_Exercise brief_:
Each entry that follows should be retyped exactly.

_Data shown_:

....

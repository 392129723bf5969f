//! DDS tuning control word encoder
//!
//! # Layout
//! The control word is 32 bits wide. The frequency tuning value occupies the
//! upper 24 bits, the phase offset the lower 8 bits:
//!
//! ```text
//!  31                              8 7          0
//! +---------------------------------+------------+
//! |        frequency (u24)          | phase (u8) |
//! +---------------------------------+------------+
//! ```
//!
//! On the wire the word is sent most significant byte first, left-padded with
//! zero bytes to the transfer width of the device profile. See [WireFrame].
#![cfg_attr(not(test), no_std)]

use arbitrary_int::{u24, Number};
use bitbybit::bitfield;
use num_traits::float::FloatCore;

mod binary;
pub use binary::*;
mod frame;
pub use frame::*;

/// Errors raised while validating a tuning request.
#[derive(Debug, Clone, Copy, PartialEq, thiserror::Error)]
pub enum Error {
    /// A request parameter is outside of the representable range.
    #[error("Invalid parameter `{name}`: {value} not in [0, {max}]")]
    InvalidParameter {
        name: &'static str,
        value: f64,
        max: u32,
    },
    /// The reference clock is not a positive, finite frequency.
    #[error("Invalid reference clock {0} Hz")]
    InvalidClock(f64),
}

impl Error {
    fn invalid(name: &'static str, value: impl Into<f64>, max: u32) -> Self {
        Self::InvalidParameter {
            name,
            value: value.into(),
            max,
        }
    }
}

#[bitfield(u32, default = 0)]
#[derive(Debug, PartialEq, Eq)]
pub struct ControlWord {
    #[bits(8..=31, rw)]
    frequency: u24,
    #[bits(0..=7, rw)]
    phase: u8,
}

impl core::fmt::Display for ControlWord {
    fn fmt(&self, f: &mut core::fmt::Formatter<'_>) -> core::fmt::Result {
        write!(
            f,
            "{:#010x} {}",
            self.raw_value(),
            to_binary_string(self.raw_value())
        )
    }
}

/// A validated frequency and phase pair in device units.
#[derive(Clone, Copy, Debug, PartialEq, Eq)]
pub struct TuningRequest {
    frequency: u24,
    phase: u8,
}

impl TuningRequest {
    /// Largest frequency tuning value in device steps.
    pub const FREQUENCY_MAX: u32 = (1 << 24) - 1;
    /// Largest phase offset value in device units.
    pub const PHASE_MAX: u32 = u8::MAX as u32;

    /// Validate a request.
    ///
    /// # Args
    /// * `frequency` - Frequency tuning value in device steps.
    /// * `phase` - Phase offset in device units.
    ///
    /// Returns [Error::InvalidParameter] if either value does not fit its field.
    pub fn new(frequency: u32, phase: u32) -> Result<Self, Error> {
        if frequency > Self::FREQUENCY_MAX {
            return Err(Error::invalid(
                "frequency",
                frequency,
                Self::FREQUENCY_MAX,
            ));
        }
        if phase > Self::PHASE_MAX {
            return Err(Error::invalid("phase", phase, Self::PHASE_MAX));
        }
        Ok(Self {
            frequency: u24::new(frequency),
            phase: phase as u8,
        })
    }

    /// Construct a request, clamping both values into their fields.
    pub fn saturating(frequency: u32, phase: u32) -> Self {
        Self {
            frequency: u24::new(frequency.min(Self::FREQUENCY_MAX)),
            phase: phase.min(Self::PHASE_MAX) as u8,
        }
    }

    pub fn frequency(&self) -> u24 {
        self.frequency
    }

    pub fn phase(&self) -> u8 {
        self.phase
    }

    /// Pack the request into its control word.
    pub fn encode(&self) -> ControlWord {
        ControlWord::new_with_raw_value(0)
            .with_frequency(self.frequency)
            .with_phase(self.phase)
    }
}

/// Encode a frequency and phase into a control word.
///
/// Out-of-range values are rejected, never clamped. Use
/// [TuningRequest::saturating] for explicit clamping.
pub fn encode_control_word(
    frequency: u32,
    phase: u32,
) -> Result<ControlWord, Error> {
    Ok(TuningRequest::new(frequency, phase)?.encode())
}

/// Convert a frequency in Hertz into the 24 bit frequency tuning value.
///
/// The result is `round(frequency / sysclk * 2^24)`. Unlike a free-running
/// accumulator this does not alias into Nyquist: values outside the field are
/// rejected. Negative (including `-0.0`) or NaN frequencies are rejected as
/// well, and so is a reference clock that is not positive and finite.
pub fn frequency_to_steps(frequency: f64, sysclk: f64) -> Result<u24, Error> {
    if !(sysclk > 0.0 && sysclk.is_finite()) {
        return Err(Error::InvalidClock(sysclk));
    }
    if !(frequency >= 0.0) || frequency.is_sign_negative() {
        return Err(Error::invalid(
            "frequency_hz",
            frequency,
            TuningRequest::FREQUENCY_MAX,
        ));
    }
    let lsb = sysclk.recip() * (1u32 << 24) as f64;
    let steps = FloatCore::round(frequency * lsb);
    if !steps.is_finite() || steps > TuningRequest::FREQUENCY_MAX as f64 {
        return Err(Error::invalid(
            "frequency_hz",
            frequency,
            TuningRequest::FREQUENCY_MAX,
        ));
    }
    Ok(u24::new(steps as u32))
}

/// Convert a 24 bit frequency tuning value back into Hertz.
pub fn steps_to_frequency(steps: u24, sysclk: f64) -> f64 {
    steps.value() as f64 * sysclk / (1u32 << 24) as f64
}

....

_Written answer_:
repository 392129723bf5969f
//! DDS tuning control word encoder
//!
//! # Layout
//! The control word is 32 bits wide. The frequency tuning value occupies the
//! upper 24 bits, the phase offset the lower 8 bits:
//!
//! ```text
//!  31                              8 7          0
//! +---------------------------------+------------+
//! |        frequency (u24)          | phase (u8) |
//! +---------------------------------+------------+
//! ```
//!
//! On the wire the word is sent most significant byte first, left-padded with
//! zero bytes to the transfer width of the device profile. See [WireFrame].
#![cfg_attr(not(test), no_std)]

use arbitrary_int::{u24, Number};
use bitbybit::bitfield;
use num_traits::float::FloatCore;

mod binary;
pub use binary::*;
mod frame;
pub use frame::*;

/// Errors raised while validating a tuning request.
#[derive(Debug, Clone, Copy, PartialEq, thiserror::Error)]
pub enum Error {
    /// A request parameter is outside of the representable range.
    #[error("Invalid parameter `{name}`: {value} not in [0, {max}]")]
    InvalidParameter {
        name: &'static str,
        value: f64,
        max: u32,
    },
    /// The reference clock is not a positive, finite frequency.
    #[error("Invalid reference clock {0} Hz")]
    InvalidClock(f64),
}

impl Error {
    fn invalid(name: &'static str, value: impl Into<f64>, max: u32) -> Self {
        Self::InvalidParameter {
            name,
            value: value.into(),
            max,
        }
    }
}

#[bitfield(u32, default = 0)]
#[derive(Debug, PartialEq, Eq)]
pub struct ControlWord {
    #[bits(8..=31, rw)]
    frequency: u24,
    #[bits(0..=7, rw)]
    phase: u8,
}

impl core::fmt::Display for ControlWord {
    fn fmt(&self, f: &mut core::fmt::Formatter<'_>) -> core::fmt::Result {
        write!(
            f,
            "{:#010x} {}",
            self.raw_value(),
            to_binary_string(self.raw_value())
        )
    }
}

/// A validated frequency and phase pair in device units.
#[derive(Clone, Copy, Debug, PartialEq, Eq)]
pub struct TuningRequest {
    frequency: u24,
    phase: u8,
}

impl TuningRequest {
    /// Largest frequency tuning value in device steps.
    pub const FREQUENCY_MAX: u32 = (1 << 24) - 1;
    /// Largest phase offset value in device units.
    pub const PHASE_MAX: u32 = u8::MAX as u32;

    /// Validate a request.
    ///
    /// # Args
    /// * `frequency` - Frequency tuning value in device steps.
    /// * `phase` - Phase offset in device units.
    ///
    /// Returns [Error::InvalidParameter] if either value does not fit its field.
    pub fn new(frequency: u32, phase: u32) -> Result<Self, Error> {
        if frequency > Self::FREQUENCY_MAX {
            return Err(Error::invalid(
                "frequency",
                frequency,
                Self::FREQUENCY_MAX,
            ));
        }
        if phase > Self::PHASE_MAX {
            return Err(Error::invalid("phase", phase, Self::PHASE_MAX));
        }
        Ok(Self {
            frequency: u24::new(frequency),
            phase: phase as u8,
        })
    }

    /// Construct a request, clamping both values into their fields.
    pub fn saturating(frequency: u32, phase: u32) -> Self {
        Self {
            frequency: u24::new(frequency.min(Self::FREQUENCY_MAX)),
            phase: phase.min(Self::PHASE_MAX) as u8,
        }
    }

    pub fn frequency(&self) -> u24 {
        self.frequency
    }

    pub fn phase(&self) -> u8 {
        self.phase
    }

    /// Pack the request into its control word.
    pub fn encode(&self) -> ControlWord {
        ControlWord::new_with_raw_value(0)
            .with_frequency(self.frequency)
            .with_phase(self.phase)
    }
}

/// Encode a frequency and phase into a control word.
///
/// Out-of-range values are rejected, never clamped. Use
/// [TuningRequest::saturating] for explicit clamping.
pub fn encode_control_word(
    frequency: u32,
    phase: u32,
) -> Result<ControlWord, Error> {
    Ok(TuningRequest::new(frequency, phase)?.encode())
}

/// Convert a frequency in Hertz into the 24 bit frequency tuning value.
///
/// The result is `round(frequency / sysclk * 2^24)`. Unlike a free-running
/// accumulator this does not alias into Nyquist: values outside the field are
/// rejected. Negative (including `-0.0`) or NaN frequencies are rejected as
/// well, and so is a reference clock that is not positive and finite.
pub fn frequency_to_steps(frequency: f64, sysclk: f64) -> Result<u24, Error> {
    if !(sysclk > 0.0 && sysclk.is_finite()) {
        return Err(Error::InvalidClock(sysclk));
    }
    if !(frequency >= 0.0) || frequency.is_sign_negative() {
        return Err(Error::invalid(
            "frequency_hz",
            frequency,
            TuningRequest::FREQUENCY_MAX,
        ));
    }
    let lsb = sysclk.recip() * (1u32 << 24) as f64;
    let steps = FloatCore::round(frequency * lsb);
    if !steps.is_finite() || steps > TuningRequest::FREQUENCY_MAX as f64 {
        return Err(Error::invalid(
            "frequency_hz",
            frequency,
            TuningRequest::FREQUENCY_MAX,
        ));
    }
    Ok(u24::new(steps as u32))
}

/// Convert a 24 bit frequency tuning value back into Hertz.
pub fn steps_to_frequency(steps: u24, sysclk: f64) -> f64 {
    steps.value() as f64 * sysclk / (1u32 << 24) as f64
}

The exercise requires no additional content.